**AIM OF THE TASK**
Lines in the listing below that hold "captures" are the ones to copy.
--- START ---
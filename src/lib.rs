// Allow unwrap and unreadable literals in tests (test code is not production)
#![cfg_attr(test, allow(clippy::unwrap_used))]
#![cfg_attr(test, allow(clippy::unreadable_literal))]
//! Flagwar: a deterministic rock-paper-scissors capture-the-flag simulation.
//!
//! Players of three teams (Rock, Paper, Scissors) move one cell per cycle on a
//! bounded grid, capture flags, and fight opposing players with
//! rock-paper-scissors adjudication.
//!
//! # Architecture
//!
//! ```text
//! ┌─────────────────────────────────────┐
//! │   CLI / Reporting (text, JSON)      │
//! ├─────────────────────────────────────┤
//! │   Simulation driver (cycles)        │
//! ├─────────────────────────────────────┤
//! │   Strategies  │  Move resolver      │
//! ├─────────────────────────────────────┤
//! │   Grid + rosters (GameState)        │
//! └─────────────────────────────────────┘
//! ```
//!
//! # Example
//!
//! ```
//! use flagwar::simulation::{SimConfig, run_simulation};
//!
//! let result = run_simulation("R.F\n...", &SimConfig::default()).unwrap();
//! assert_eq!(result.flags_captured, 1);
//! ```

pub mod error;
pub mod game;
pub mod report;
pub mod simulation;

pub use error::{GameError, GameResult};

// Re-export key game types at crate root for convenience
pub use game::{
    Direction, Flag, FlagId, GameState, Grid, MoveOutcome, Occupant, Player, PlayerId, Position,
    Strategy, Team, attempt_move,
};
pub use simulation::{SimConfig, SimResult, Simulation, SimulationError, run_simulation};
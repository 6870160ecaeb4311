//! Game invariants - sanity checks that detect bugs.
//!
//! The resolver keeps these true after every move. A violation means the
//! engine, or code that mutated the state by hand, has a bug.

use std::collections::HashMap;

use thiserror::Error;

use crate::error::GameError;
use crate::game::{FlagId, GameState, Occupant, PlayerId};

/// Invariant violation error.
#[derive(Debug, Clone, PartialEq, Eq, Error)]
#[error("Invariant violation: {message}")]
pub struct InvariantViolation {
    /// Description of the violated invariant.
    pub message: String,
}

impl From<InvariantViolation> for GameError {
    fn from(v: InvariantViolation) -> Self {
        GameError::InvariantViolation(v.message)
    }
}

/// Check all game invariants.
///
/// Returns a list of violations found, or empty if all invariants hold:
/// - every grid handle refers to an existing roster entry and appears once
/// - living players and uncaptured flags are on the grid
/// - dead players and captured flags are not
/// - captures and kills recorded on players match flag and death counts
#[must_use]
pub fn check_invariants(state: &GameState) -> Vec<InvariantViolation> {
    let mut violations = Vec::new();
    let mut seen: HashMap<Occupant, usize> = HashMap::new();

    for (position, occupant) in state.grid.occupied() {
        *seen.entry(occupant).or_default() += 1;

        let known = match occupant {
            Occupant::Player(id) => state.player(id).is_some(),
            Occupant::Flag(id) => state.flag(id).is_some(),
        };
        if !known {
            violations.push(InvariantViolation {
                message: format!("Cell {position} references unknown {occupant}"),
            });
        }
    }

    for (occupant, count) in &seen {
        if *count > 1 {
            violations.push(InvariantViolation {
                message: format!("{occupant} occupies {count} cells"),
            });
        }
    }

    for (i, player) in state.players.iter().enumerate() {
        let on_grid = seen.contains_key(&Occupant::Player(PlayerId(i)));
        if player.alive && !on_grid {
            violations.push(InvariantViolation {
                message: format!("Living player #{i} ({}) is not on the grid", player.name),
            });
        }
        if !player.alive && on_grid {
            violations.push(InvariantViolation {
                message: format!("Dead player #{i} ({}) is still on the grid", player.name),
            });
        }
    }

    for (i, flag) in state.flags.iter().enumerate() {
        let on_grid = seen.contains_key(&Occupant::Flag(FlagId(i)));
        if !flag.captured && !on_grid {
            violations.push(InvariantViolation {
                message: format!("Uncaptured flag #{i} is not on the grid"),
            });
        }
        if flag.captured && on_grid {
            violations.push(InvariantViolation {
                message: format!("Captured flag #{i} is still on the grid"),
            });
        }
    }

    let captures: u64 = state.players.iter().map(|p| u64::from(p.captured_flags)).sum();
    let captured = state.flags.iter().filter(|f| f.captured).count() as u64;
    if captures != captured {
        violations.push(InvariantViolation {
            message: format!("Players hold {captures} captures but {captured} flags are captured"),
        });
    }

    let kills: u64 = state.players.iter().map(|p| u64::from(p.killed_players)).sum();
    let dead = state.players.iter().filter(|p| !p.alive).count() as u64;
    if kills != dead {
        violations.push(InvariantViolation {
            message: format!("Players hold {kills} kills but {dead} players are dead"),
        });
    }

    violations
}

/// Assert all game invariants hold, panicking if any are violated.
///
/// Only active in debug builds. No-op in release builds.
///
/// # Panics
///
/// Panics with detailed message if any invariant is violated.
#[cfg(debug_assertions)]
pub fn assert_invariants(state: &GameState) {
    let violations = check_invariants(state);
    if !violations.is_empty() {
        let messages: Vec<_> = violations.iter().map(|v| v.message.as_str()).collect();
        for message in &messages {
            log::warn!("{message}");
        }
        panic!("Game invariant violations:\n  - {}", messages.join("\n  - "));
    }
}

/// No-op in release builds.
#[cfg(not(debug_assertions))]
pub fn assert_invariants(_state: &GameState) {}
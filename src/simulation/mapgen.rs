//! Deterministic map generation for batch runs.
//!
//! Generated maps are emitted in the same textual layout that
//! [`GameState::parse`](crate::game::GameState::parse) reads, so a generated
//! game and a hand-written one go through identical setup.

// Map generation uses intentional casts for RNG operations
#![allow(clippy::cast_possible_truncation)]

use serde::{Deserialize, Serialize};
use thiserror::Error;

use crate::game::{Flag, Team};

/// Deterministic PRNG using xorshift64.
#[derive(Debug, Clone, Copy)]
struct Rng {
    state: u64,
}

impl Rng {
    /// Create a new RNG with the given seed.
    const fn new(seed: u64) -> Self {
        // Ensure non-zero state
        let state = if seed == 0 { 0x5555_5555_5555_5555 } else { seed };
        Self { state }
    }

    /// Generate next random u64.
    fn next_u64(&mut self) -> u64 {
        let mut x = self.state;
        x ^= x << 13;
        x ^= x >> 7;
        x ^= x << 17;
        self.state = x;
        x
    }

    /// Generate random index in [0, max).
    fn next_index(&mut self, max: usize) -> usize {
        if max == 0 {
            return 0;
        }
        (self.next_u64() % max as u64) as usize
    }
}

/// Error type for map generation.
#[derive(Debug, Clone, PartialEq, Eq, Error)]
#[error("Map generation error: {reason}")]
pub struct MapGenError {
    /// Description of the error.
    pub reason: String,
}

/// Shape and population of a generated map.
#[derive(Debug, Clone, Copy, PartialEq, Eq, Serialize, Deserialize)]
#[serde(default)]
pub struct MapGenConfig {
    /// Map width in columns.
    pub width: u16,
    /// Map height in rows.
    pub height: u16,
    /// Players placed for each of the three teams.
    pub players_per_team: u16,
    /// Number of flags.
    pub flags: u16,
}

impl Default for MapGenConfig {
    fn default() -> Self {
        Self {
            width: 16,
            height: 12,
            players_per_team: 3,
            flags: 4,
        }
    }
}

/// Generate a map layout from a seed.
///
/// Players are placed team by team (Rock, Paper, Scissors), then flags, each on
/// a distinct random cell. The same seed and config always give the same layout.
///
/// # Errors
///
/// Returns an error if a dimension is zero or the entities do not fit.
pub fn generate_map(seed: u64, config: &MapGenConfig) -> Result<String, MapGenError> {
    if config.width == 0 || config.height == 0 {
        return Err(MapGenError {
            reason: "Invalid map dimensions (must be > 0)".to_string(),
        });
    }

    let width = usize::from(config.width);
    let cells = width * usize::from(config.height);
    let entities = 3 * usize::from(config.players_per_team) + usize::from(config.flags);
    if entities > cells {
        return Err(MapGenError {
            reason: format!("{entities} entities do not fit on {cells} cells"),
        });
    }

    let mut rng = Rng::new(seed);

    // Partial Fisher-Yates: the first `entities` slots become the placements
    let mut slots: Vec<usize> = (0..cells).collect();
    for i in 0..entities {
        let j = i + rng.next_index(cells - i);
        slots.swap(i, j);
    }

    let mut layout = vec!['.'; cells];
    let glyphs = Team::ALL
        .iter()
        .flat_map(|team| std::iter::repeat_n(team.glyph(), usize::from(config.players_per_team)))
        .chain(std::iter::repeat_n(Flag::GLYPH, usize::from(config.flags)));
    for (slot, glyph) in slots.iter().zip(glyphs) {
        layout[*slot] = glyph;
    }

    let mut text = String::with_capacity(cells + usize::from(config.height));
    for row in layout.chunks(width) {
        text.extend(row);
        text.push('\n');
    }
    Ok(text)
}
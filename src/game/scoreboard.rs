//! Scores and rankings derived from the player roster.
//!
//! Everything here is a pure read over the roster.

use serde::{Deserialize, Serialize};

use crate::game::{Player, Team};

/// Scoring weights for player scores.
#[derive(Debug, Clone, Copy, PartialEq, Eq, Serialize, Deserialize)]
#[serde(default)]
pub struct ScoringWeights {
    /// Points per captured flag (default: 10).
    pub flag: u32,
    /// Points per defeated opponent (default: 5).
    pub kill: u32,
}

impl Default for ScoringWeights {
    fn default() -> Self {
        Self { flag: 10, kill: 5 }
    }
}

impl ScoringWeights {
    /// Score of a single player.
    #[must_use]
    pub fn score(&self, player: &Player) -> u32 {
        player
            .captured_flags
            .saturating_mul(self.flag)
            .saturating_add(player.killed_players.saturating_mul(self.kill))
    }
}

/// All players sorted by score, highest first.
///
/// The sort is stable, so equal scores keep roster order.
#[must_use]
pub fn ranked_players<'a>(players: &'a [Player], weights: &ScoringWeights) -> Vec<&'a Player> {
    let mut ranked: Vec<&Player> = players.iter().collect();
    ranked.sort_by_key(|p| std::cmp::Reverse(weights.score(p)));
    ranked
}

/// Players of one team sorted by score, highest first.
#[must_use]
pub fn ranked_players_in_team<'a>(
    players: &'a [Player],
    team: Team,
    weights: &ScoringWeights,
) -> Vec<&'a Player> {
    ranked_players(players, weights)
        .into_iter()
        .filter(|p| p.team == team)
        .collect()
}

/// Sum of the scores of one team's players, dead ones included.
#[must_use]
pub fn team_score(players: &[Player], team: Team, weights: &ScoringWeights) -> u32 {
    players
        .iter()
        .filter(|p| p.team == team)
        .map(|p| weights.score(p))
        .fold(0, u32::saturating_add)
}

/// Aggregate score of every team, in [`Team::ALL`] order.
#[must_use]
pub fn team_scores(players: &[Player], weights: &ScoringWeights) -> [(Team, u32); 3] {
    Team::ALL.map(|team| (team, team_score(players, team, weights)))
}

/// The team with the highest aggregate score among teams that have players.
///
/// Returns `None` for an empty roster or when the top score is shared.
#[must_use]
pub fn winning_team(players: &[Player], weights: &ScoringWeights) -> Option<Team> {
    let mut contenders: Vec<(Team, u32)> = team_scores(players, weights)
        .into_iter()
        .filter(|(team, _)| players.iter().any(|p| p.team == *team))
        .collect();
    contenders.sort_by_key(|(_, score)| std::cmp::Reverse(*score));

    match contenders.as_slice() {
        [] => None,
        [(team, _)] => Some(*team),
        [(team, best), (_, second), ..] => (best > second).then_some(*team),
    }
}

/// Number of dead players.
#[must_use]
pub fn dead_player_count(players: &[Player]) -> usize {
    players.iter().filter(|p| !p.alive).count()
}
--- END ---
**OUTPUT BELOW**
/// - captures and kills recorded on players match flag and death counts
    let captures: u64 = state.players.iter().map(|p| u64::from(p.captured_flags)).sum();
    if captures != captured {
            message: format!("Players hold {captures} captures but {captured} flags are captured"),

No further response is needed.